I need to send messages from a child component to its parent.
Reading up, it appears I have {Action/Change}(Broadcaster&Listener), where Change accumulates messages and sends a batch every 'tick', whereas Action works instantly. So for my case I want Action.
This is what I've got:
Sender.hpp
class Sender: public Component, private ActionBroadcaster
{
private:
void send(int data) { sendActionMessage(String(data)); }
}
mainComponent.cpp
#include "Sender.h"
class MainContentComponent : public Component, private ActionListener
{
ScopedPointer<Sender> pSender;
public:
MainContentComponent()
{
pSender = new Sender();
addAndMakeVisible(pSender);
pSender->addActionListener(this);
}
private:
// event from Sender
void actionListenerCallback(const String& message) {
int val = message.getIntValue();
}
It works, but is it the correct approach?
A couple of things worry me:
- What if I wish to send more information? Must I manually serialise and deserialise it into a String?
- What if my main component is listening for three different message-sending-components? They are all going to trigger the same callback, aren't they!

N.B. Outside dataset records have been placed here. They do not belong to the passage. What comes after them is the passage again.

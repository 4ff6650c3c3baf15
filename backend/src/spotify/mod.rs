//! Spotify Web API client (secondary artist provider).
//!
//! Uses the client-credentials flow: the access token is requested on first
//! use and reused until shortly before it expires. Only two calls are made,
//! an artist search and a lookup by id.
//!
//! ## Usage
//!
//! ```rust,ignore
//! use gigscope::spotify::SpotifyClient;
//! use std::time::Duration;
//!
//! let client = SpotifyClient::new(&client_id, &client_secret, Duration::from_secs(8))?;
//! let hits = client.search_artists("gorillaz", 8).await?;
//! ```

use std::time::{Duration, Instant};

use serde::{Deserialize, Serialize};
use tokio::sync::Mutex;

use crate::error::{SpotifyError, SpotifyResult};

/// Client-credentials token endpoint.
pub const SPOTIFY_TOKEN_URL: &str = "https://accounts.spotify.com/api/token";

/// Web API base.
pub const SPOTIFY_API_BASE: &str = "https://api.spotify.com/v1";

/// Default timeout for every Spotify call.
pub const DEFAULT_SPOTIFY_TIMEOUT: Duration = Duration::from_secs(8);

/// Result count used when the requested limit is out of range.
pub const DEFAULT_SEARCH_LIMIT: i64 = 8;

/// Largest accepted search limit.
pub const MAX_SEARCH_LIMIT: i64 = 20;

/// A cached token is replaced this long before it expires.
const TOKEN_REFRESH_MARGIN: Duration = Duration::from_secs(30);

// =============================================================================
// Wire Types
// =============================================================================

/// The subset of a Spotify artist object we use.
#[derive(Debug, Clone, Default, PartialEq, Serialize, Deserialize)]
#[serde(default)]
pub struct SpotifyArtist {
    pub id: String,
    pub name: String,
    pub genres: Vec<String>,
    pub popularity: u32,
    pub images: Vec<SpotifyImage>,
    pub followers: SpotifyFollowers,
}

#[derive(Debug, Clone, Default, PartialEq, Serialize, Deserialize)]
#[serde(default)]
pub struct SpotifyImage {
    pub url: String,
    pub height: Option<u32>,
    pub width: Option<u32>,
}

#[derive(Debug, Clone, Default, PartialEq, Serialize, Deserialize)]
#[serde(default)]
pub struct SpotifyFollowers {
    pub total: u64,
}

#[derive(Debug, Deserialize)]
struct TokenResponse {
    #[serde(default)]
    access_token: String,
    #[serde(default)]
    expires_in: u64,
}

#[derive(Debug, Default, Deserialize)]
#[serde(default)]
struct SearchResponse {
    artists: SearchPage,
}

#[derive(Debug, Default, Deserialize)]
#[serde(default)]
struct SearchPage {
    items: Vec<SpotifyArtist>,
}

struct CachedToken {
    value: String,
    expires_at: Instant,
}

impl CachedToken {
    fn is_fresh(&self) -> bool {
        Instant::now() + TOKEN_REFRESH_MARGIN < self.expires_at
    }
}

// =============================================================================
// Client
// =============================================================================

/// Spotify client with a shared, lazily refreshed access token.
pub struct SpotifyClient {
    client_id: String,
    client_secret: String,
    token_url: String,
    api_base: String,
    http: reqwest::Client,
    token: Mutex<Option<CachedToken>>,
}

impl std::fmt::Debug for SpotifyClient {
    fn fmt(&self, f: &mut std::fmt::Formatter<'_>) -> std::fmt::Result {
        f.debug_struct("SpotifyClient")
            .field("client_id", &self.client_id)
            .field("token_url", &self.token_url)
            .field("api_base", &self.api_base)
            .finish_non_exhaustive()
    }
}

impl SpotifyClient {
    /// Create a client. Credentials are trimmed; blank ones are accepted
    /// here and rejected on first use with [`SpotifyError::MissingCredentials`].
    pub fn new(client_id: &str, client_secret: &str, timeout: Duration) -> SpotifyResult<Self> {
        let http = reqwest::Client::builder()
            .timeout(timeout)
            .build()
            .map_err(|e| SpotifyError::Upstream(e.to_string()))?;

        Ok(Self {
            client_id: client_id.trim().to_string(),
            client_secret: client_secret.trim().to_string(),
            token_url: SPOTIFY_TOKEN_URL.to_string(),
            api_base: SPOTIFY_API_BASE.to_string(),
            http,
            token: Mutex::new(None),
        })
    }

    /// Point the client at other token and API endpoints.
    pub fn with_endpoints(mut self, token_url: &str, api_base: &str) -> Self {
        self.token_url = token_url.to_string();
        self.api_base = api_base.trim_end_matches('/').to_string();
        self
    }

    /// Both credentials are present.
    pub fn is_configured(&self) -> bool {
        !self.client_id.is_empty() && !self.client_secret.is_empty()
    }

    /// Search artists by free text.
    ///
    /// A blank query returns no results without calling Spotify. `limit`
    /// outside `1..=20` becomes [`DEFAULT_SEARCH_LIMIT`]. Results without a
    /// name or image, and results with a popularity between 1 and 4, are
    /// dropped.
    pub async fn search_artists(&self, query: &str, limit: i64) -> SpotifyResult<Vec<SpotifyArtist>> {
        let query = query.trim();
        if query.is_empty() {
            return Ok(Vec::new());
        }

        let token = self.access_token().await?;
        let limit = effective_limit(limit);
        let limit_param = limit.to_string();

        let response = self
            .http
            .get(format!("{}/search", self.api_base))
            .query(&[("q", query), ("type", "artist"), ("limit", limit_param.as_str())])
            .bearer_auth(&token)
            .send()
            .await
            .map_err(|e| SpotifyError::Upstream(e.to_string()))?;

        let status = response.status();
        if !status.is_success() {
            return Err(SpotifyError::Upstream(format!("search failed: {}", status.as_u16())));
        }

        let payload: SearchResponse = response
            .json()
            .await
            .map_err(|e| SpotifyError::InvalidResponse(e.to_string()))?;

        let hits: Vec<SpotifyArtist> = payload
            .artists
            .items
            .into_iter()
            .filter(is_useful_hit)
            .collect();

        tracing::debug!(query, limit, hits = hits.len(), "spotify search");
        Ok(hits)
    }

    /// Fetch one artist by id.
    pub async fn get_artist(&self, id: &str) -> SpotifyResult<SpotifyArtist> {
        let id = id.trim();
        if id.is_empty() {
            return Err(SpotifyError::EmptyId);
        }

        let token = self.access_token().await?;

        let mut url = reqwest::Url::parse(&format!("{}/artists", self.api_base))
            .map_err(|e| SpotifyError::Upstream(e.to_string()))?;
        url.path_segments_mut()
            .map_err(|_| SpotifyError::Upstream(format!("invalid api base: {}", self.api_base)))?
            .push(id);

        let response = self
            .http
            .get(url)
            .bearer_auth(&token)
            .send()
            .await
            .map_err(|e| SpotifyError::Upstream(e.to_string()))?;

        let status = response.status();
        if status == reqwest::StatusCode::NOT_FOUND {
            return Err(SpotifyError::NotFound(id.to_string()));
        }
        if !status.is_success() {
            return Err(SpotifyError::Upstream(format!("artist fetch failed: {}", status.as_u16())));
        }

        let artist: SpotifyArtist = response
            .json()
            .await
            .map_err(|e| SpotifyError::InvalidResponse(e.to_string()))?;

        if artist.name.trim().is_empty() || artist.images.is_empty() {
            return Err(SpotifyError::Upstream("incomplete artist data".to_string()));
        }

        Ok(artist)
    }

    /// Return the cached token, requesting a new one when it is missing or
    /// about to expire. Concurrent callers wait on the same request.
    async fn access_token(&self) -> SpotifyResult<String> {
        let mut guard = self.token.lock().await;

        if !self.is_configured() {
            return Err(SpotifyError::MissingCredentials);
        }

        if let Some(token) = guard.as_ref().filter(|t| t.is_fresh()) {
            return Ok(token.value.clone());
        }

        let response = self
            .http
            .post(&self.token_url)
            .basic_auth(&self.client_id, Some(&self.client_secret))
            .form(&[("grant_type", "client_credentials")])
            .send()
            .await
            .map_err(|e| SpotifyError::Upstream(e.to_string()))?;

        let status = response.status();
        if !status.is_success() {
            return Err(SpotifyError::Upstream(format!("token request failed: {}", status.as_u16())));
        }

        let payload: TokenResponse = response
            .json()
            .await
            .map_err(|e| SpotifyError::InvalidResponse(e.to_string()))?;

        if payload.access_token.is_empty() {
            return Err(SpotifyError::InvalidResponse("empty access token".to_string()));
        }

        tracing::debug!(expires_in = payload.expires_in, "spotify token acquired");

        let value = payload.access_token;
        *guard = Some(CachedToken {
            value: value.clone(),
            expires_at: Instant::now() + Duration::from_secs(payload.expires_in),
        });
        Ok(value)
    }
}

/// First image when it has a URL (Spotify lists the largest first),
/// otherwise the first image that has one, otherwise empty.
pub fn pick_best_image(images: &[SpotifyImage]) -> String {
    images
        .iter()
        .map(|image| image.url.as_str())
        .find(|url| !url.is_empty())
        .unwrap_or_default()
        .to_string()
}

fn effective_limit(limit: i64) -> i64 {
    if (1..=MAX_SEARCH_LIMIT).contains(&limit) {
        limit
    } else {
        DEFAULT_SEARCH_LIMIT
    }
}

fn is_useful_hit(artist: &SpotifyArtist) -> bool {
    !artist.name.trim().is_empty()
        && !artist.images.is_empty()
        && !(1..5).contains(&artist.popularity)
}
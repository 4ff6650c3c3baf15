//! REST API types: query parameters and response bodies.
//!
//! Query parameters are taken as raw strings. Numeric filters that don't
//! parse are ignored rather than rejected, so `?year=abc` behaves like no
//! year filter at all.

use chrono::{DateTime, Utc};
use serde::{Deserialize, Serialize};

use crate::models::ArtistSource;
use crate::spotify::{pick_best_image, SpotifyArtist};

// =============================================================================
// Query Parameters
// =============================================================================

/// `GET /api/artists`
#[derive(Debug, Clone, Default, Deserialize)]
#[serde(default)]
pub struct ArtistsQuery {
    /// Case-insensitive substring of the artist name.
    pub name: Option<String>,
    /// Exact creation year.
    pub year: Option<String>,
    /// Case-insensitive substring of any member name.
    pub member: Option<String>,
    /// `groupie`, `spotify` or `all`.
    pub source: Option<String>,
    /// `spotify` adds secondary results.
    pub external: Option<String>,
    /// Secondary result count.
    pub limit: Option<String>,
}

/// `GET /api/locations`
#[derive(Debug, Clone, Default, Deserialize)]
#[serde(default)]
pub struct LocationsQuery {
    pub country: Option<String>,
    pub city: Option<String>,
    pub artist: Option<String>,
}

/// `GET /api/dates`
#[derive(Debug, Clone, Default, Deserialize)]
#[serde(default)]
pub struct DatesQuery {
    pub year: Option<String>,
}

/// `GET /api/relation`, `GET /api/spotify/artist` and the detail pages.
#[derive(Debug, Clone, Default, Deserialize)]
#[serde(default)]
pub struct IdQuery {
    pub id: Option<String>,
}

/// `GET /api/events`
#[derive(Debug, Clone, Default, Deserialize)]
#[serde(default)]
pub struct EventsQuery {
    pub country: Option<String>,
    pub city: Option<String>,
    pub artist: Option<String>,
    pub year: Option<String>,
}

// =============================================================================
// Responses
// =============================================================================

/// One location an artist played, with the number of concerts there.
#[derive(Debug, Clone, PartialEq, Serialize)]
#[serde(rename_all = "camelCase")]
pub struct LocationView {
    pub artist_id: i64,
    pub artist_name: String,
    pub city: String,
    pub country: String,
    pub raw: String,
    pub event_count: usize,
}

/// Spotify artist detail.
#[derive(Debug, Clone, PartialEq, Serialize)]
pub struct SpotifyArtistDetail {
    pub id: String,
    pub name: String,
    pub image_url: String,
    pub genres: Vec<String>,
    pub popularity: u32,
    pub followers: u64,
    pub source: ArtistSource,
}

impl From<SpotifyArtist> for SpotifyArtistDetail {
    fn from(artist: SpotifyArtist) -> Self {
        Self {
            image_url: pick_best_image(&artist.images),
            id: artist.id,
            name: artist.name,
            genres: artist.genres,
            popularity: artist.popularity,
            followers: artist.followers.total,
            source: ArtistSource::Secondary,
        }
    }
}

/// `POST /api/refresh`
#[derive(Debug, Clone, Serialize)]
#[serde(rename_all = "camelCase")]
pub struct RefreshResponse {
    pub status: &'static str,
    pub artists: usize,
    pub fetched_at: Option<DateTime<Utc>>,
}

/// Health check response.
#[derive(Debug, Clone, Serialize)]
pub struct HealthResponse {
    pub status: &'static str,
    pub service: &'static str,
    pub version: &'static str,
}

#[cfg(test)]
mod tests {
    use super::*;
    use crate::spotify::{SpotifyFollowers, SpotifyImage};

    #[test]
    fn test_spotify_detail_from_artist() {
        let detail = SpotifyArtistDetail::from(SpotifyArtist {
            id: "x1".into(),
            name: "Daft Punk".into(),
            genres: vec!["french house".into()],
            popularity: 81,
            images: vec![SpotifyImage { url: "https://img/dp".into(), ..Default::default() }],
            followers: SpotifyFollowers { total: 9_000_000 },
        });

        let json = serde_json::to_value(&detail).unwrap();
        assert_eq!(json["image_url"], "https://img/dp");
        assert_eq!(json["followers"], 9_000_000);
        assert_eq!(json["source"], "spotify");
    }

    #[test]
    fn test_location_view_wire_shape() {
        let view = LocationView {
            artist_id: 1,
            artist_name: "Queen".into(),
            city: "London".into(),
            country: "Uk".into(),
            raw: "london-uk".into(),
            event_count: 2,
        };
        let json = serde_json::to_value(&view).unwrap();
        assert_eq!(json["artistId"], 1);
        assert_eq!(json["eventCount"], 2);
    }
}
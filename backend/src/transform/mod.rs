//! Normalization module.
//!
//! This module turns cached raw collections into response views:
//! - Join: artists with their metadata, and the flat chronological event list
//! - Unify: provider-agnostic artist records and cross-provider de-duplication

pub mod join;
pub mod unify;

pub use join::{build_events, merge_artists};
pub use unify::{from_primary, from_secondary, merge_unified, name_key};
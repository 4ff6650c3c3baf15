//! Cross-provider unification of artist results.
//!
//! Both providers are mapped to [`UnifiedArtist`], then merged with a
//! deterministic, order-preserving de-duplication keyed by the lower-cased,
//! trimmed name. The primary provider always wins a collision; the losing
//! secondary record is dropped whole, no field-level merge.
//!
//! Name equality is an approximation of identity: two distinct artists with
//! the same name collapse into the primary one.

use std::collections::HashSet;

use crate::models::{ArtistSource, ArtistWithMeta, UnifiedArtist};
use crate::spotify::{pick_best_image, SpotifyArtist};

/// Map a primary-provider artist to the unified shape.
pub fn from_primary(artist: &ArtistWithMeta) -> UnifiedArtist {
    let base = &artist.artist;
    UnifiedArtist {
        id: base.id.to_string(),
        name: base.name.clone(),
        image_url: base.image.clone(),
        source: ArtistSource::Primary,
        creation_date: (base.creation_date != 0).then_some(base.creation_date),
        first_album: non_empty(&base.first_album),
        members: (!base.members.is_empty()).then(|| base.members.clone()),
        genres: None,
        popularity: None,
    }
}

/// Map a Spotify artist to the unified shape.
pub fn from_secondary(artist: &SpotifyArtist) -> UnifiedArtist {
    UnifiedArtist {
        id: artist.id.clone(),
        name: artist.name.clone(),
        image_url: pick_best_image(&artist.images),
        source: ArtistSource::Secondary,
        creation_date: None,
        first_album: None,
        members: None,
        genres: (!artist.genres.is_empty()).then(|| artist.genres.clone()),
        popularity: (artist.popularity != 0).then_some(artist.popularity),
    }
}

/// Merge primary and secondary results into one de-duplicated list.
///
/// Output order: primary entries in input order, then the secondary entries
/// whose name key was not seen yet, in input order. Entries with a blank
/// name are dropped from both sides.
pub fn merge_unified(primary: Vec<UnifiedArtist>, secondary: Vec<UnifiedArtist>) -> Vec<UnifiedArtist> {
    let mut merged = Vec::with_capacity(primary.len() + secondary.len());
    let mut seen: HashSet<String> = HashSet::with_capacity(primary.len() + secondary.len());

    for artist in primary {
        let key = name_key(&artist.name);
        if key.is_empty() {
            continue;
        }
        seen.insert(key);
        merged.push(artist);
    }

    for artist in secondary {
        let key = name_key(&artist.name);
        if key.is_empty() || !seen.insert(key) {
            continue;
        }
        merged.push(artist);
    }

    merged
}

/// De-duplication key: trimmed, lower-cased name.
pub fn name_key(name: &str) -> String {
    name.trim().to_lowercase()
}

fn non_empty(value: &str) -> Option<String> {
    (!value.is_empty()).then(|| value.to_string())
}
//! Runtime configuration.
//!
//! The binary fills a [`Config`] from CLI flags (each with an environment
//! variable fallback). Library users and tests start from
//! [`Config::default`].

use std::path::PathBuf;
use std::time::Duration;

use crate::client::{DEFAULT_API_BASE, DEFAULT_FETCH_TIMEOUT};
use crate::spotify::DEFAULT_SPOTIFY_TIMEOUT;

/// Default listen address.
pub const DEFAULT_BIND_ADDR: &str = "0.0.0.0:8080";

/// Default static asset directory.
pub const DEFAULT_STATIC_DIR: &str = "static";

/// Default bound on the startup prefetch.
pub const DEFAULT_PREFETCH_TIMEOUT: Duration = Duration::from_secs(15);

/// Application configuration.
#[derive(Debug, Clone)]
pub struct Config {
    /// Server bind address (e.g., "0.0.0.0:8080").
    pub bind_addr: String,

    /// Primary API base URL, without trailing slash.
    pub api_base: String,

    /// Directory holding `css/`, `js/`, `image/` and other assets.
    pub static_dir: PathBuf,

    /// Spotify client id. Blank disables the secondary provider.
    pub spotify_client_id: String,

    /// Spotify client secret. Blank disables the secondary provider.
    pub spotify_client_secret: String,

    /// Timeout of each upstream call, and of one whole fetch cycle.
    pub fetch_timeout: Duration,

    /// Bound on the startup prefetch.
    pub prefetch_timeout: Duration,

    /// Bound on each Spotify call.
    pub secondary_timeout: Duration,
}

impl Default for Config {
    fn default() -> Self {
        Self {
            bind_addr: DEFAULT_BIND_ADDR.to_string(),
            api_base: DEFAULT_API_BASE.to_string(),
            static_dir: PathBuf::from(DEFAULT_STATIC_DIR),
            spotify_client_id: String::new(),
            spotify_client_secret: String::new(),
            fetch_timeout: DEFAULT_FETCH_TIMEOUT,
            prefetch_timeout: DEFAULT_PREFETCH_TIMEOUT,
            secondary_timeout: DEFAULT_SPOTIFY_TIMEOUT,
        }
    }
}

impl Config {
    /// Trim string settings and fall back to defaults for blank ones.
    pub fn normalized(mut self) -> Self {
        self.bind_addr = non_blank(&self.bind_addr, DEFAULT_BIND_ADDR);
        self.api_base = normalize_api_base(&self.api_base);
        if self.static_dir.as_os_str().is_empty() {
            self.static_dir = PathBuf::from(DEFAULT_STATIC_DIR);
        }
        self.spotify_client_id = self.spotify_client_id.trim().to_string();
        self.spotify_client_secret = self.spotify_client_secret.trim().to_string();
        self
    }

    /// Both Spotify credentials are set.
    pub fn spotify_enabled(&self) -> bool {
        !self.spotify_client_id.trim().is_empty() && !self.spotify_client_secret.trim().is_empty()
    }
}

/// Trim whitespace and trailing slashes; blank becomes [`DEFAULT_API_BASE`].
pub fn normalize_api_base(raw: &str) -> String {
    non_blank(raw.trim().trim_end_matches('/'), DEFAULT_API_BASE)
}

fn non_blank(value: &str, default: &str) -> String {
    match value.trim() {
        "" => default.to_string(),
        trimmed => trimmed.to_string(),
    }
}

#[cfg(test)]
mod tests {
    use super::*;

    #[test]
    fn test_config_defaults() {
        let config = Config::default();
        assert_eq!(config.bind_addr, "0.0.0.0:8080");
        assert_eq!(config.api_base, "https://groupietrackers.herokuapp.com/api");
        assert_eq!(config.static_dir, PathBuf::from("static"));
        assert_eq!(config.fetch_timeout, Duration::from_secs(10));
        assert_eq!(config.prefetch_timeout, Duration::from_secs(15));
        assert_eq!(config.secondary_timeout, Duration::from_secs(8));
        assert!(!config.spotify_enabled());
    }

    #[test]
    fn test_config_api_base_normalized() {
        assert_eq!(normalize_api_base("http://localhost:9000/api/"), "http://localhost:9000/api");
        assert_eq!(normalize_api_base(" http://x// "), "http://x");
        assert_eq!(normalize_api_base(""), DEFAULT_API_BASE);
        assert_eq!(normalize_api_base("/"), DEFAULT_API_BASE);
    }

    #[test]
    fn test_config_blank_values_fall_back() {
        let config = Config {
            bind_addr: "  ".into(),
            api_base: String::new(),
            static_dir: PathBuf::new(),
            spotify_client_id: " id ".into(),
            spotify_client_secret: "secret\n".into(),
            ..Default::default()
        }
        .normalized();

        assert_eq!(config.bind_addr, DEFAULT_BIND_ADDR);
        assert_eq!(config.api_base, DEFAULT_API_BASE);
        assert_eq!(config.static_dir, PathBuf::from("static"));
        assert_eq!(config.spotify_client_id, "id");
        assert!(config.spotify_enabled());
    }

    #[test]
    fn test_config_spotify_needs_both_credentials() {
        let config = Config {
            spotify_client_id: "id".into(),
            ..Default::default()
        };
        assert!(!config.spotify_enabled());
    }
}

Does this mean I would need to encode the sender in the string, and extract it and branch accordingly inside the handler?
An alternative architecture might be:
class Targ {
void fromA(int data) {...}
void fromB(int data) {...}
Targ() {
A.addHandler(& this->fromA );
B.addHandler(& this->fromB );
That would let me name a handler for each type of message, which might result in clearer code, although now I quite like the idea of having all the message handling occur in one place.